═════ Given information

//! # Delivery Scenarios
//!
//! The same typed payload, ack and redelivery expectations held against
//! every adapter.
//!
//! | Scenario | Adapters |
//! |----------|----------|
//! | JSON round trip, ack succeeds once | all |
//! | failed manual-ack handler, redelivered to a fresh subscription | log, queue |
//! | auto-ack with `Retain` leaves failures uncommitted | log |
//! | raw-only codec | memory |

#[cfg(test)]
mod tests {
    use std::sync::Arc;
    use std::time::Duration;

    use tokio::sync::mpsc;
    use unibus::backends::{MemoryLogCluster, MemoryQueueBroker};
    use unibus::ports::{QueueDelivery, RawEvent};
    use unibus::{
        binder, handler_fn, new_broker, raw_handler, Backend, BrokerError, BrokerExt,
        BrokerOptions, Delivery, HandlerErrorPolicy, Payload, PublishOptions, SubscribeOptions,
    };

    use crate::integration::fixtures::{
        assert_quiet, fast_options, group, reading, recv, SensorReading, ALL_DRIVERS,
    };

    // =============================================================================
    // TYPED ROUND TRIP
    // =============================================================================

    #[derive(Debug)]
    struct Observed {
        value: Option<SensorReading>,
        first_ack: Result<(), BrokerError>,
        second_ack: Result<(), BrokerError>,
    }

    /// A JSON sensor reading decodes to the published value and acks exactly once.
    #[tokio::test]
    async fn test_sensor_reading_round_trip_on_every_adapter() -> anyhow::Result<()> {
        for driver in ALL_DRIVERS {
            let broker = new_broker(Backend::reference(driver), fast_options())?;
            broker.connect().await?;

            let (tx, mut rx) = mpsc::unbounded_channel();
            let sub = broker
                .subscribe(
                    "sensor.readings",
                    handler_fn(move |p| {
                        let _ = tx.send(Observed {
                            value: p.body().downcast_ref::<SensorReading>().cloned(),
                            first_ack: p.ack(),
                            second_ack: p.ack(),
                        });
                        Ok(())
                    }),
                    Some(binder::<SensorReading>()),
                    group("sensors", false),
                )
                .await?;

            broker
                .publish_value("sensor.readings", &reading(), PublishOptions::default())
                .await?;

            let observed = recv(&mut rx).await;
            assert_eq!(observed.value, Some(reading()), "{driver} decoded value");
            assert!(observed.first_ack.is_ok(), "{driver} first ack");
            assert!(
                matches!(observed.second_ack, Err(BrokerError::Protocol(_))),
                "{driver} second ack must fail"
            );
            assert_quiet(&mut rx, Duration::from_millis(100)).await;

            sub.unsubscribe(false).await?;
            broker.disconnect().await?;
        }
        Ok(())
    }

    /// A structured payload published as JSON text decodes the same way.
    #[tokio::test]
    async fn test_structured_payload_binds_to_type() -> anyhow::Result<()> {
        let broker = new_broker(Backend::Memory, BrokerOptions::default())?;
        broker.connect().await?;

        let (tx, mut rx) = mpsc::unbounded_channel();
        let _sub = broker
            .subscribe_typed(
                "sensor.readings",
                move |event: unibus::ports::TypedEvent<SensorReading>| {
                    let tx = tx.clone();
                    async move {
                        let _ = tx.send((*event.payload).clone());
                        Ok(())
                    }
                },
                SubscribeOptions::default(),
            )
            .await?;

        let json = serde_json::json!({"temperature": 23.5, "humidity": 41.0});
        broker
            .publish("sensor.readings", Payload::from(json), PublishOptions::default())
            .await?;

        assert_eq!(recv(&mut rx).await, reading());
        Ok(())
    }

    // =============================================================================
    // REDELIVERY
    // =============================================================================

    /// An uncommitted offset is read again by the next group member.
    #[tokio::test]
    async fn test_failed_manual_ack_is_redelivered_on_log() -> anyhow::Result<()> {
        let cluster = MemoryLogCluster::new();
        let broker = new_broker(Backend::Log(Arc::new(cluster.clone())), BrokerOptions::default())?;
        broker.connect().await?;

        let (tx, mut rx) = mpsc::unbounded_channel();
        let failing = broker
            .subscribe(
                "audit",
                handler_fn(move |p| {
                    let _ = tx.send(p.delivery());
                    Err(BrokerError::handler("ledger offline"))
                }),
                None,
                group("auditors", false),
            )
            .await?;

        broker
            .publish("audit", Payload::from("entry-1"), PublishOptions::default())
            .await?;
        let first = recv(&mut rx).await;
        failing.unsubscribe(false).await?;
        assert_eq!(cluster.committed_offset("auditors", "audit", 0), None);

        let (tx, mut rx) = mpsc::unbounded_channel();
        let retry = broker
            .subscribe(
                "audit",
                handler_fn(move |p| {
                    let _ = tx.send(p.delivery());
                    p.ack()
                }),
                None,
                group("auditors", false),
            )
            .await?;

        let second = recv(&mut rx).await;
        assert_eq!(first, second);
        assert_eq!(
            second,
            Delivery::Offset {
                partition: 0,
                offset: 0
            }
        );

        retry.unsubscribe(false).await?;
        assert_eq!(cluster.committed_offset("auditors", "audit", 0), Some(1));
        Ok(())
    }

    /// An unacked delivery returns to the queue flagged as redelivered.
    #[tokio::test]
    async fn test_failed_manual_ack_is_redelivered_on_queue() -> anyhow::Result<()> {
        let backend = MemoryQueueBroker::new();
        let broker = new_broker(Backend::Queue(Arc::new(backend.clone())), BrokerOptions::default())?;
        broker.connect().await?;

        let (tx, mut rx) = mpsc::unbounded_channel();
        let failing = broker
            .subscribe(
                "invoices",
                handler_fn(move |_| {
                    let _ = tx.send(());
                    Err(BrokerError::handler("ledger offline"))
                }),
                None,
                group("ledger", false),
            )
            .await?;

        broker
            .publish("invoices", Payload::from("inv-9"), PublishOptions::default())
            .await?;
        recv(&mut rx).await;
        failing.unsubscribe(false).await?;
        assert_eq!(backend.ready("ledger"), 1);

        let (tx, mut rx) = mpsc::unbounded_channel();
        let _retry = broker
            .subscribe(
                "invoices",
                handler_fn(move |p| {
                    let redelivered = p
                        .raw()
                        .downcast_ref::<QueueDelivery>()
                        .is_some_and(|d| d.redelivered);
                    let _ = tx.send(redelivered);
                    p.ack()
                }),
                None,
                group("ledger", false),
            )
            .await?;

        assert!(recv(&mut rx).await);
        Ok(())
    }

    /// `Retain` keeps auto-ack from committing a failed delivery.
    #[tokio::test]
    async fn test_retain_policy_leaves_failure_uncommitted() -> anyhow::Result<()> {
        let cluster = MemoryLogCluster::new();
        let broker = new_broker(Backend::Log(Arc::new(cluster.clone())), BrokerOptions::default())?;
        broker.connect().await?;

        let options = SubscribeOptions::builder()
            .queue_name("auditors")
            .on_handler_error(HandlerErrorPolicy::Retain)
            .max_wait(Duration::from_millis(50))
            .build()?;
        let (tx, mut rx) = mpsc::unbounded_channel();
        let sub = broker
            .subscribe(
                "audit",
                handler_fn(move |p| {
                    let _ = tx.send(());
                    if p.body().as_raw().is_some_and(|b| b.as_ref() == b"bad") {
                        return Err(BrokerError::handler("rejected"));
                    }
                    Ok(())
                }),
                None,
                options,
            )
            .await?;

        broker
            .publish("audit", Payload::from("bad"), PublishOptions::default())
            .await?;
        recv(&mut rx).await;
        sub.unsubscribe(false).await?;

        assert_eq!(cluster.committed_offset("auditors", "audit", 0), None);
        assert_eq!(cluster.consumer_lag("auditors", "audit"), 1);
        Ok(())
    }

    // =============================================================================
    // RAW MODE
    // =============================================================================

    /// With the codec disabled, handlers receive the published bytes untouched.
    #[tokio::test]
    async fn test_raw_only_codec_passes_bytes_through() -> anyhow::Result<()> {
        let options = BrokerOptions::builder().codec("").build()?;
        let broker = new_broker(Backend::Memory, options)?;
        broker.connect().await?;

        let (tx, mut rx) = mpsc::unbounded_channel();
        let _sub = broker
            .subscribe(
                "firmware",
                raw_handler(move |event: RawEvent| {
                    let tx = tx.clone();
                    async move {
                        let _ = tx.send(event.payload.to_vec());
                        Ok(())
                    }
                }),
                None,
                SubscribeOptions::default(),
            )
            .await?;

        broker
            .publish("firmware", Payload::from(vec![0xde, 0xad, 0xbe, 0xef]), PublishOptions::default())
            .await?;
        assert_eq!(recv(&mut rx).await, vec![0xde, 0xad, 0xbe, 0xef]);

        let err = broker
            .publish("firmware", Payload::from(serde_json::json!({"v": 2})), PublishOptions::default())
            .await
            .unwrap_err();
        assert!(matches!(err, BrokerError::Marshal(_)));
        Ok(())
    }
}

══════════

Required action »
From the entries above, tally the lines that contain the string "async". Report the total and nothing more.

Task result »
8